DATA FOR THIS TASK →
=======

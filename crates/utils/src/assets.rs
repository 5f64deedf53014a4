//! Platform directories for the console's config and session files.

use std::path::PathBuf;

use directories::ProjectDirs;

const QUALIFIER: &str = "com";
const ORGANIZATION: &str = "criticalasset";
const APPLICATION: &str = "console";

fn project_dirs() -> Option<ProjectDirs> {
    ProjectDirs::from(QUALIFIER, ORGANIZATION, APPLICATION)
}

/// Directory holding `config.toml`.
pub fn config_dir() -> Option<PathBuf> {
    project_dirs().map(|dirs| dirs.config_dir().to_path_buf())
}

/// Directory holding the persisted session.
pub fn data_dir() -> Option<PathBuf> {
    project_dirs().map(|dirs| dirs.data_local_dir().to_path_buf())
}
//! Account flows: login, signup, password reset and invitation acceptance.

use std::sync::Arc;

use domain::{entity::Acknowledgement, record::RecordId};
use serde::{Deserialize, Serialize, de::DeserializeOwned};
use serde_json::{Value, json};
use thiserror::Error;
use tracing::{info, warn};

use super::{
    graphql::{GENERIC_FAILURE, GraphQlClientError, GraphQlRequest, GraphQlTransport, take_root},
    session::{SessionError, SessionStore},
};

const USER_SELECTION: &str = "accessToken user { id email firstName lastName role companyId }";

#[derive(Debug, Error)]
pub enum AuthError {
    #[error(transparent)]
    Client(#[from] GraphQlClientError),
    #[error(transparent)]
    Session(#[from] SessionError),
    #[error("{0}")]
    Rejected(String),
}

impl AuthError {
    pub fn user_message(&self) -> String {
        match self {
            Self::Client(e) => e.user_message(),
            other => other.to_string(),
        }
    }
}

#[derive(Debug, Clone, PartialEq, Eq, Deserialize)]
#[serde(rename_all = "camelCase")]
pub struct AuthUser {
    pub id: RecordId,
    pub email: String,
    #[serde(default)]
    pub first_name: Option<String>,
    #[serde(default)]
    pub last_name: Option<String>,
    #[serde(default)]
    pub role: Option<String>,
    #[serde(default)]
    pub company_id: Option<RecordId>,
}

#[derive(Debug, Clone, PartialEq, Eq, Deserialize)]
#[serde(rename_all = "camelCase")]
pub struct AuthPayload {
    pub access_token: String,
    pub user: AuthUser,
}

#[derive(Debug, Clone, Serialize)]
pub struct SignupRequest {
    pub company_name: String,
    pub first_name: String,
    pub last_name: String,
    pub email: String,
    pub password: String,
}

#[derive(Debug, Clone, Serialize)]
pub struct InvitationAcceptance {
    pub first_name: String,
    pub last_name: String,
    pub password: String,
}

pub struct AuthService {
    transport: Arc<dyn GraphQlTransport>,
    session: SessionStore,
}

impl AuthService {
    pub fn new(transport: Arc<dyn GraphQlTransport>, session: SessionStore) -> Self {
        Self { transport, session }
    }

    pub fn session(&self) -> &SessionStore {
        &self.session
    }

    pub async fn login(&self, email: &str, password: &str) -> Result<AuthPayload, AuthError> {
        if email.trim().is_empty() || password.is_empty() {
            return Err(AuthError::Rejected(
                "Email and password are required".to_string(),
            ));
        }
        let payload: AuthPayload = self
            .call(
                "Login",
                &format!(
                    "mutation Login($input: LoginInput!) {{ login(input: $input) {{ {USER_SELECTION} }} }}"
                ),
                "login",
                json!({ "input": { "email": email.trim(), "password": password } }),
            )
            .await?;
        self.start_session(payload)
    }

    pub async fn signup(&self, request: &SignupRequest) -> Result<AuthPayload, AuthError> {
        let payload: AuthPayload = self
            .call(
                "Signup",
                &format!(
                    "mutation Signup($input: SignupInput!) {{ signup(input: $input) {{ {USER_SELECTION} }} }}"
                ),
                "signup",
                json!({ "input": request }),
            )
            .await?;
        self.start_session(payload)
    }

    pub async fn forgot_password(&self, email: &str) -> Result<Acknowledgement, AuthError> {
        let ack = self
            .call(
                "ForgotPassword",
                "mutation ForgotPassword($email: String!) { forgotPassword(email: $email) { success message } }",
                "forgotPassword",
                json!({ "email": email.trim() }),
            )
            .await?;
        Self::accepted(ack)
    }

    /// `token` is the one-time token from the reset link.
    pub async fn reset_password(&self, token: &str, password: &str) -> Result<Acknowledgement, AuthError> {
        let ack = self
            .call(
                "ResetPassword",
                "mutation ResetPassword($input: ResetPasswordInput!) { resetPassword(input: $input) { success message } }",
                "resetPassword",
                json!({ "input": { "token": token, "new_password": password } }),
            )
            .await?;
        Self::accepted(ack)
    }

    pub async fn accept_invitation(
        &self,
        token: &str,
        acceptance: &InvitationAcceptance,
    ) -> Result<AuthPayload, AuthError> {
        let mut input = serde_json::to_value(acceptance)
            .map_err(|e| GraphQlClientError::Serde(e.to_string()))?;
        if let Value::Object(fields) = &mut input {
            fields.insert("token".to_string(), json!(token));
        }
        let payload: AuthPayload = self
            .call(
                "AcceptInvitation",
                &format!(
                    "mutation AcceptInvitation($input: AcceptInvitationInput!) {{ acceptInvitation(input: $input) {{ {USER_SELECTION} }} }}"
                ),
                "acceptInvitation",
                json!({ "input": input }),
            )
            .await?;
        self.start_session(payload)
    }

    pub fn logout(&self) -> Result<(), AuthError> {
        self.session.clear()?;
        Ok(())
    }

    async fn call<T: DeserializeOwned>(
        &self,
        operation: &str,
        document: &str,
        root: &str,
        variables: Value,
    ) -> Result<T, AuthError> {
        let request = GraphQlRequest::new(operation, document).with_variables(variables);
        let data = self.transport.execute(request).await.inspect_err(|e| {
            warn!(operation, error = %e, "Auth request failed");
        })?;
        let value = take_root(data, root)?;
        if value.is_null() {
            return Err(GraphQlClientError::MissingData(root.to_string()).into());
        }
        serde_json::from_value(value)
            .map_err(|e| AuthError::Client(GraphQlClientError::Serde(e.to_string())))
    }

    fn start_session(&self, payload: AuthPayload) -> Result<AuthPayload, AuthError> {
        if payload.access_token.is_empty() {
            return Err(AuthError::Rejected(GENERIC_FAILURE.to_string()));
        }
        self.session.save_token(&payload.access_token)?;
        info!(user = %payload.user.id, "Signed in");
        Ok(payload)
    }

    fn accepted(ack: Acknowledgement) -> Result<Acknowledgement, AuthError> {
        if ack.success {
            Ok(ack)
        } else {
            Err(AuthError::Rejected(
                ack.message.unwrap_or_else(|| GENERIC_FAILURE.to_string()),
            ))
        }
    }
}

#[cfg(test)]
mod tests {
    use tempfile::TempDir;

    use super::*;
    use crate::services::{graphql::GraphQlError, test_support::ScriptedTransport};

    fn service(dir: &TempDir, transport: &Arc<ScriptedTransport>) -> AuthService {
        AuthService::new(
            transport.clone(),
            SessionStore::new(dir.path().join("session.json")),
        )
    }

    fn payload(root: &str) -> Value {
        json!({ root: {
            "accessToken": "jwt-1",
            "user": {"id": 7, "email": "ops@acme.io", "firstName": "Ada", "role": "admin"}
        }})
    }

    #[tokio::test]
    async fn test_login_persists_token() {
        let dir = TempDir::new().unwrap();
        let transport = ScriptedTransport::new();
        transport.respond("Login", payload("login"));
        let auth = service(&dir, &transport);

        let signed_in = auth.login(" ops@acme.io ", "hunter2").await.unwrap();
        assert_eq!(signed_in.user.id, RecordId::new("7"));
        assert_eq!(auth.session().load_token().unwrap().as_deref(), Some("jwt-1"));

        let sent = transport.requests_for("Login");
        assert_eq!(sent[0].variables["input"]["email"], json!("ops@acme.io"));

        auth.logout().unwrap();
        assert_eq!(auth.session().load_token().unwrap(), None);
    }

    #[tokio::test]
    async fn test_login_failure_keeps_logged_out() {
        let dir = TempDir::new().unwrap();
        let transport = ScriptedTransport::new();
        transport.fail(
            "Login",
            GraphQlClientError::GraphQl(vec![GraphQlError::new("Invalid credentials")]),
        );
        let auth = service(&dir, &transport);

        let err = auth.login("ops@acme.io", "nope").await.unwrap_err();
        assert_eq!(err.user_message(), "Invalid credentials");
        assert_eq!(auth.session().load_token().unwrap(), None);

        let err = auth.login("", "").await.unwrap_err();
        assert!(matches!(err, AuthError::Rejected(_)));
        assert_eq!(transport.calls("Login"), 1);
    }

    #[tokio::test]
    async fn test_reset_password_rejection_carries_server_message() {
        let dir = TempDir::new().unwrap();
        let transport = ScriptedTransport::new();
        transport.respond(
            "ResetPassword",
            json!({"resetPassword": {"success": false, "message": "Reset link has expired"}}),
        );
        let auth = service(&dir, &transport);

        let err = auth.reset_password("tok-9", "n3w-pass").await.unwrap_err();
        assert_eq!(err.user_message(), "Reset link has expired");
        let sent = transport.requests_for("ResetPassword");
        assert_eq!(
            sent[0].variables,
            json!({"input": {"token": "tok-9", "new_password": "n3w-pass"}})
        );
    }

    #[tokio::test]
    async fn test_accept_invitation_sends_token_and_signs_in() {
        let dir = TempDir::new().unwrap();
        let transport = ScriptedTransport::new();
        transport.respond("AcceptInvitation", payload("acceptInvitation"));
        let auth = service(&dir, &transport);

        let acceptance = InvitationAcceptance {
            first_name: "Ada".to_string(),
            last_name: "Lovelace".to_string(),
            password: "s3cret".to_string(),
        };
        auth.accept_invitation("inv-1", &acceptance).await.unwrap();

        let input = &transport.requests_for("AcceptInvitation")[0].variables["input"];
        assert_eq!(input["token"], json!("inv-1"));
        assert_eq!(input["first_name"], json!("Ada"));
        assert_eq!(auth.session().load_token().unwrap().as_deref(), Some("jwt-1"));
    }

    #[tokio::test]
    async fn test_forgot_password_accepts_boolean_ack() {
        let dir = TempDir::new().unwrap();
        let transport = ScriptedTransport::new();
        transport.respond("ForgotPassword", json!({"forgotPassword": true}));
        let auth = service(&dir, &transport);

        assert!(auth.forgot_password("ops@acme.io").await.unwrap().success);
    }
}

=======

TASK OBJECTIVE →
The lines needed run from the first line of the data through the line containing "fn project_dirs() ->"; give them again exactly and nothing else.

EXERCISE RESPONSE →
filename crates/utils/src/assets.rs
repository 5f64deedf53014a4
//! Platform directories for the console's config and session files.

use std::path::PathBuf;

use directories::ProjectDirs;

const QUALIFIER: &str = "com";
const ORGANIZATION: &str = "criticalasset";
const APPLICATION: &str = "console";

fn project_dirs() -> Option<ProjectDirs> {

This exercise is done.